Could the data underneath be repeated exactly, in full?

BEGIN Entries shown

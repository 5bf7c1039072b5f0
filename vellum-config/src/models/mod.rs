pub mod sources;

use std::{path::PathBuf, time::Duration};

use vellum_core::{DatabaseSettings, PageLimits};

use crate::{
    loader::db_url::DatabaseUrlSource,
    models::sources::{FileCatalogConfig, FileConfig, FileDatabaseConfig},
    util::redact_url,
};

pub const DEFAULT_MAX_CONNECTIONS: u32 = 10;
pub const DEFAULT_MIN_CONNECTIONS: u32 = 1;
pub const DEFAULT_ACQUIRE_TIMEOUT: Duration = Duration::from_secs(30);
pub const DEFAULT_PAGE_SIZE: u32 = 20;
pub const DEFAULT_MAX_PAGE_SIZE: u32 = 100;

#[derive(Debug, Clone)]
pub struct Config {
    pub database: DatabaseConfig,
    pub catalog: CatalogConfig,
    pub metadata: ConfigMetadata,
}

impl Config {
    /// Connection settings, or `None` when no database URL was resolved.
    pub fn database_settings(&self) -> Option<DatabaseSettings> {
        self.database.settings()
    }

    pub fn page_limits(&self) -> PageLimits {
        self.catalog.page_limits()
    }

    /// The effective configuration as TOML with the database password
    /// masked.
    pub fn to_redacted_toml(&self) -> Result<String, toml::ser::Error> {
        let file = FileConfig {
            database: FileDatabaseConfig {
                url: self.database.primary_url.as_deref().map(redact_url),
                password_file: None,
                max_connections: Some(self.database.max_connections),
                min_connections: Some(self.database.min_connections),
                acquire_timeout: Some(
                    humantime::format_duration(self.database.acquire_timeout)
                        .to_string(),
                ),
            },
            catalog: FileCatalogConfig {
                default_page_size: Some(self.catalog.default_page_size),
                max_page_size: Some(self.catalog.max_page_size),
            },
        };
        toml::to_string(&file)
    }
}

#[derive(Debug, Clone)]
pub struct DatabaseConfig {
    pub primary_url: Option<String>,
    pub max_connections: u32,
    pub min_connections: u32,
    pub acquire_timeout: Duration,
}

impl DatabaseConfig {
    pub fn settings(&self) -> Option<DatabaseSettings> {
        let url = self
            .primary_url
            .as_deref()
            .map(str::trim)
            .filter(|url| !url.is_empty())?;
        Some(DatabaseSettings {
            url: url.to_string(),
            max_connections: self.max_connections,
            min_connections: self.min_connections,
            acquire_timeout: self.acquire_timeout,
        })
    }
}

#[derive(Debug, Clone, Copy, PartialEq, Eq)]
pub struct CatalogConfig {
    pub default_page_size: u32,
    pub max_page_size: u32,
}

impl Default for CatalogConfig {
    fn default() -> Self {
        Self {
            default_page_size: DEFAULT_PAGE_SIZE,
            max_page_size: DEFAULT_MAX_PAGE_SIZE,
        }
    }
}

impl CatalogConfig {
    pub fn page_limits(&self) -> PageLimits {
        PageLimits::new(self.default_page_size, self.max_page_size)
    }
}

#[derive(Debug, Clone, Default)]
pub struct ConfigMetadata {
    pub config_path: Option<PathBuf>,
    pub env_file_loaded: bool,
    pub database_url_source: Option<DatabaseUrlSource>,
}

END Entries shown

__Task output__.
repository 5bf7c1039072b5f0
filename vellum-config/src/models/mod.rs
pub mod sources;

use std::{path::PathBuf, time::Duration};

use vellum_core::{DatabaseSettings, PageLimits};

use crate::{
    loader::db_url::DatabaseUrlSource,
    models::sources::{FileCatalogConfig, FileConfig, FileDatabaseConfig},
    util::redact_url,
};

pub const DEFAULT_MAX_CONNECTIONS: u32 = 10;
pub const DEFAULT_MIN_CONNECTIONS: u32 = 1;
pub const DEFAULT_ACQUIRE_TIMEOUT: Duration = Duration::from_secs(30);
pub const DEFAULT_PAGE_SIZE: u32 = 20;
pub const DEFAULT_MAX_PAGE_SIZE: u32 = 100;

#[derive(Debug, Clone)]
pub struct Config {
    pub database: DatabaseConfig,
    pub catalog: CatalogConfig,
    pub metadata: ConfigMetadata,
}

impl Config {
    /// Connection settings, or `None` when no database URL was resolved.
    pub fn database_settings(&self) -> Option<DatabaseSettings> {
        self.database.settings()
    }

    pub fn page_limits(&self) -> PageLimits {
        self.catalog.page_limits()
    }

    /// The effective configuration as TOML with the database password
    /// masked.
    pub fn to_redacted_toml(&self) -> Result<String, toml::ser::Error> {
        let file = FileConfig {
            database: FileDatabaseConfig {
                url: self.database.primary_url.as_deref().map(redact_url),
                password_file: None,
                max_connections: Some(self.database.max_connections),
                min_connections: Some(self.database.min_connections),
                acquire_timeout: Some(
                    humantime::format_duration(self.database.acquire_timeout)
                        .to_string(),
                ),
            },
            catalog: FileCatalogConfig {
                default_page_size: Some(self.catalog.default_page_size),
                max_page_size: Some(self.catalog.max_page_size),
            },
        };
        toml::to_string(&file)
    }
}

#[derive(Debug, Clone)]
pub struct DatabaseConfig {
    pub primary_url: Option<String>,
    pub max_connections: u32,
    pub min_connections: u32,
    pub acquire_timeout: Duration,
}

impl DatabaseConfig {
    pub fn settings(&self) -> Option<DatabaseSettings> {
        let url = self
            .primary_url
            .as_deref()
            .map(str::trim)
            .filter(|url| !url.is_empty())?;
        Some(DatabaseSettings {
            url: url.to_string(),
            max_connections: self.max_connections,
            min_connections: self.min_connections,
            acquire_timeout: self.acquire_timeout,
        })
    }
}

#[derive(Debug, Clone, Copy, PartialEq, Eq)]
pub struct CatalogConfig {
    pub default_page_size: u32,
    pub max_page_size: u32,
}

impl Default for CatalogConfig {
    fn default() -> Self {
        Self {
            default_page_size: DEFAULT_PAGE_SIZE,
            max_page_size: DEFAULT_MAX_PAGE_SIZE,
        }
    }
}

impl CatalogConfig {
    pub fn page_limits(&self) -> PageLimits {
        PageLimits::new(self.default_page_size, self.max_page_size)
    }
}

#[derive(Debug, Clone, Default)]
pub struct ConfigMetadata {
    pub config_path: Option<PathBuf>,
    pub env_file_loaded: bool,
    pub database_url_source: Option<DatabaseUrlSource>,
}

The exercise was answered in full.